Step 1: Attraction: Phagocytes move toward the infection site following a chemical gradient (chemotaxis).
Step 2: Attachment: Receptors on the phagocyte membrane bind to the non-self antigens on the pathogen's surface.
Step 3: Engulfment: The phagocyte extends its membrane (pseudopodia) around the pathogen, enclosing it in a vacuole called a phagosome.
Step 4: Fusion: A lysosome moves toward and fuses with the phagosome to create a single larger vesicle known as a phagolysosome.
Step 5: Digestion: Lysozymes are released into the phagolysosome, where they hydrolyze and destroy the pathogen.
Step 6: Presentation: In macrophages, the resulting pathogen fragments are moved to the cell surface and displayed on the membrane to trigger the specific immune response.
Neutrophils: These are the most abundant type of white blood cell and are usually the first to arrive at an infection. They are highly effective at killing bacteria but are short-lived and do not present antigens to other cells.
Macrophages: These are larger, longer-lived cells that arrive later. Their most critical distinction is their ability to act as Antigen-Presenting Cells (APCs), which is essential for activating T-lymphocytes and the adaptive immune system.
| Feature | Neutrophils | Macrophages |
|---|---|---|
| Lifespan | Short (days) | Long (months/years) |
| Primary Role | Rapid destruction | Destruction + Antigen Presentation |
| Abundance | High | Lower |
Sequence Accuracy: Exams frequently ask for the correct order of the phagocytosis steps. Always ensure you place the fusion of the lysosome after the formation of the phagosome but before digestion occurs.
Terminology Precision: Distinguish clearly between a phagosome (the vacuole containing the pathogen) and a phagolysosome (the structure formed after fusion with a lysosome). Using these terms correctly demonstrates high-level understanding.

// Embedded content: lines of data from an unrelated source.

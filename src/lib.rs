//! Pocket Arcade - game engines for a two-game mobile arcade
//!
//! Core modules:
//! - `flappy`: Reaction game (fixed-step physics, obstacles, scoring, collisions)
//! - `gomoku`: Five-in-a-row (board, moves, line-scan win detection, undo)
//! - `geometry`: Axis-aligned collision primitives
//! - `difficulty`: Difficulty levels and reaction-game tuning
//! - `stats`: Per-game statistics records and the store they are written to
//! - `persistence`: Key-value storage backends and the typed persistence service
//! - `haptics`: Fire-and-forget feedback sink
//! - `observe`: State-change subscriptions for the UI layer
//! - `remote`: Remote post list interface (fetch, cache, offline fallback)
//!
//! Both engines are pure state machines driven from outside: the host calls
//! them on input and, for the reaction game, on a fixed-rate tick.

pub mod difficulty;
pub mod flappy;
pub mod geometry;
pub mod gomoku;
pub mod haptics;
pub mod observe;
pub mod persistence;
pub mod remote;
pub mod settings;
pub mod stats;

pub use difficulty::{Difficulty, GameConfig};
pub use flappy::FlappyEngine;
pub use gomoku::GomokuEngine;
pub use haptics::{HapticEvent, HapticSink, HapticsService, NullHaptics};
pub use persistence::{FileStorage, MemoryStorage, PersistenceError, PersistenceService, Storage};
pub use settings::Settings;
pub use stats::{FlappyStats, GomokuResult, GomokuStats, StatsStore};

/// Game configuration constants
pub mod consts {
    /// Fixed simulation timestep (60 Hz, matches the tuning units of px/tick)
    pub const SIM_DT: f32 = 1.0 / 60.0;
    /// Maximum substeps per frame to prevent spiral of death
    pub const MAX_SUBSTEPS: u32 = 8;
    /// Largest frame delta accepted by the fixed-step driver (seconds)
    pub const MAX_FRAME_DT: f32 = 0.1;

    /// Vertical margin kept free above and below a spawned gap
    pub const GAP_MARGIN: f32 = 80.0;
    /// A new obstacle may spawn once the newest one is left of this share of the width
    pub const SPAWN_DISTANCE_RATIO: f32 = 0.6;

    /// Standard Gomoku board size
    pub const GOMOKU_BOARD_SIZE: usize = 15;
    /// Standard run length needed to win
    pub const GOMOKU_WIN_LENGTH: usize = 5;
}
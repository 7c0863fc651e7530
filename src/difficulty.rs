//! Difficulty levels and reaction-game tuning
//!
//! Tuning is resolved once per game. Units are per tick at 60 Hz.

use serde::{Deserialize, Serialize};

/// Difficulty levels
#[derive(Debug, Clone, Copy, PartialEq, Eq, Hash, Serialize, Deserialize, Default)]
pub enum Difficulty {
    Easy,
    #[default]
    Medium,
    Hard,
}

impl Difficulty {
    pub const ALL: [Difficulty; 3] = [Difficulty::Easy, Difficulty::Medium, Difficulty::Hard];

    pub fn as_str(&self) -> &'static str {
        match self {
            Difficulty::Easy => "Easy",
            Difficulty::Medium => "Medium",
            Difficulty::Hard => "Hard",
        }
    }

    pub fn parse(s: &str) -> Option<Self> {
        match s.trim().to_lowercase().as_str() {
            "easy" => Some(Difficulty::Easy),
            "medium" | "med" => Some(Difficulty::Medium),
            "hard" => Some(Difficulty::Hard),
            _ => None,
        }
    }

    /// Vertical opening between the top and bottom blocks (px)
    pub fn gap_height(&self) -> f32 {
        match self {
            Difficulty::Easy => 180.0,
            Difficulty::Medium => 150.0,
            Difficulty::Hard => 120.0,
        }
    }

    /// Obstacle scroll speed (px per tick)
    pub fn obstacle_speed(&self) -> f32 {
        match self {
            Difficulty::Easy => 2.0,
            Difficulty::Medium => 3.0,
            Difficulty::Hard => 4.0,
        }
    }
}

/// Immutable tuning set for one reaction game
#[derive(Debug, Clone, Copy, PartialEq, Serialize, Deserialize)]
pub struct GameConfig {
    /// Downward acceleration (px/tick²)
    pub gravity: f32,
    /// Velocity set on jump (negative = up)
    pub jump_impulse: f32,
    pub obstacle_width: f32,
    pub gap_height: f32,
    /// Horizontal obstacle speed (px/tick)
    pub obstacle_speed: f32,
    /// Minimum time between spawns (seconds)
    pub spawn_interval: f32,
    pub player_size: f32,
    /// Player x as a fraction of the play width
    pub player_start_x_ratio: f32,
}

impl GameConfig {
    pub fn for_difficulty(difficulty: Difficulty) -> Self {
        Self {
            gap_height: difficulty.gap_height(),
            obstacle_speed: difficulty.obstacle_speed(),
            ..Self::default()
        }
    }
}

impl Default for GameConfig {
    fn default() -> Self {
        Self {
            gravity: 0.35,
            jump_impulse: -7.0,
            obstacle_width: 60.0,
            gap_height: 150.0,
            obstacle_speed: 3.0,
            spawn_interval: 1.8,
            player_size: 30.0,
            player_start_x_ratio: 0.25,
        }
    }
}

#[cfg(test)]
mod tests {
    use super::*;

    #[test]
    fn test_gap_shrinks_and_speed_grows_with_difficulty() {
        let easy = GameConfig::for_difficulty(Difficulty::Easy);
        let medium = GameConfig::for_difficulty(Difficulty::Medium);
        let hard = GameConfig::for_difficulty(Difficulty::Hard);

        assert!(easy.gap_height > medium.gap_height);
        assert!(medium.gap_height > hard.gap_height);
        assert!(easy.obstacle_speed < medium.obstacle_speed);
        assert!(medium.obstacle_speed < hard.obstacle_speed);
    }

    #[test]
    fn test_medium_matches_default() {
        assert_eq!(GameConfig::for_difficulty(Difficulty::Medium), GameConfig::default());
    }

    #[test]
    fn test_shared_constants_do_not_depend_on_difficulty() {
        for d in Difficulty::ALL {
            let cfg = GameConfig::for_difficulty(d);
            assert_eq!(cfg.gravity, 0.35);
            assert_eq!(cfg.jump_impulse, -7.0);
            assert_eq!(cfg.player_size, 30.0);
        }
    }

    #[test]
    fn test_parse() {
        assert_eq!(Difficulty::parse("Easy"), Some(Difficulty::Easy));
        assert_eq!(Difficulty::parse("med"), Some(Difficulty::Medium));
        assert_eq!(Difficulty::parse(" HARD "), Some(Difficulty::Hard));
        assert_eq!(Difficulty::parse("nightmare"), None);
        for d in Difficulty::ALL {
            assert_eq!(Difficulty::parse(d.as_str()), Some(d));
        }
    }
}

The 'Non-Specific' Label: Always justify why phagocytosis is non-specific. The standard answer is that it responds to any foreign antigen in the same way, regardless of the specific pathogen type.
Link to Specific Immunity: Remember that phagocytosis is the 'trigger' for the rest of the immune system. Without macrophages presenting antigens, T-cells cannot be activated, and the specific immune response cannot begin.
Misconception: Phagocytes produce antibodies: This is incorrect. Antibodies are produced by B-lymphocytes (plasma cells). Phagocytes only interact with antibodies if the antibodies have already 'marked' a pathogen for destruction (opsonization).
Confusing Lysozyme and Lysosome: A lysosome is the organelle (the 'bag'), while lysozyme is the specific enzyme (the 'chemical') found inside that organelle. Mixing these up is a common source of lost marks.
Thinking all Phagocytes present antigens: While all phagocytes digest pathogens, only certain types (like macrophages) effectively present those antigens on their surface to activate the adaptive immune system.
Agglutination: Antibodies can cause pathogens to clump together in a process called agglutination. This makes phagocytosis much more efficient because a single phagocyte can engulf a large cluster of pathogens at once.
Cytokine Stimulation: During the specific immune response, T-helper cells release chemicals called cytokines. These chemicals act as signals that significantly increase the rate and effectiveness of phagocytosis in the area.
MHC Complexes: When a macrophage presents an antigen, it does so by binding the pathogen fragment to a Major Histocompatibility Complex (MHC) molecule on its surface, which is then recognized by T-cell receptors.